Hi i live near this place so it makes it easy for me to drop my cars there and get back .


----------



## A12DY B (Sep 25, 2011)

Speak to Russ who owns it

he will sort you out


----------



## dippa (Mar 8, 2007)

*thanks*

thanks i spoke with a lad called harry seemed helpful. I'm thinking of going for a swissvax detail paint protection on the cars.


----------



## car killer (Oct 27, 2005)

Hahaha made me think. I know that name from somewhere. 
My brother and I purchased some premises last year. They was previously Midland Car Care and Midland car parts. We only changed the signs 3 weeks ago lol


----------



## zhanpt (May 30, 2016)

Any good detailed in Coventry?


----------



## dippa (Mar 8, 2007)

*********PLEASE DO NOT WASTE YOUR TIME WITH THIS GUY******

Made an appointment to see him couldn't be arsed to turn up or answer his phone or text or reply to messages left to him clearly doesn't want any work and likes to waste genuine peoples time. However good came of it as a lad who left from there has set up his own and i managed to use him and he has done two cars for me now and a great job !!!


----------



## A12DY B (Sep 25, 2011)

dippa said:


> *********PLEASE DO NOT WASTE YOUR TIME WITH THIS GUY******
> 
> Made an appointment to see him couldn't be arsed to turn up or answer his phone or text or reply to messages left to him clearly doesn't want any work and likes to waste genuine peoples time. However good came of it as a lad who left from there has set up his own and i managed to use him and he has done two cars for me now and a great job !!!

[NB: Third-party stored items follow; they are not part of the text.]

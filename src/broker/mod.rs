pub mod constants;
pub mod coordinator;
pub mod transport;
pub mod types;

#[cfg(test)]
pub mod testing;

Gather you are talking about Harry, he has left and gone to work for 2 friends of mine, seems to be doing a lot better there too

MCC are having issues at the moment for sure


----------



## dippa (Mar 8, 2007)

A12DY B said:


> Gather you are talking about Harry, he has left and gone to work for 2 friends of mine, seems to be doing a lot better there too
> 
> MCC are having issues at the moment for sure



Yes i used Harry seems genuine and decent i thought it was his own set up and he worked for himself tho ?


----------



## A12DY B (Sep 25, 2011)

dippa said:


> Yes i used Harry seems genuine and decent i thought it was his own set up and he worked for himself tho ?


No he works at onyx


----------



## A12DY B (Sep 25, 2011)

Onyx have a nice set up, also car enthusiasts. Mine is going there


----------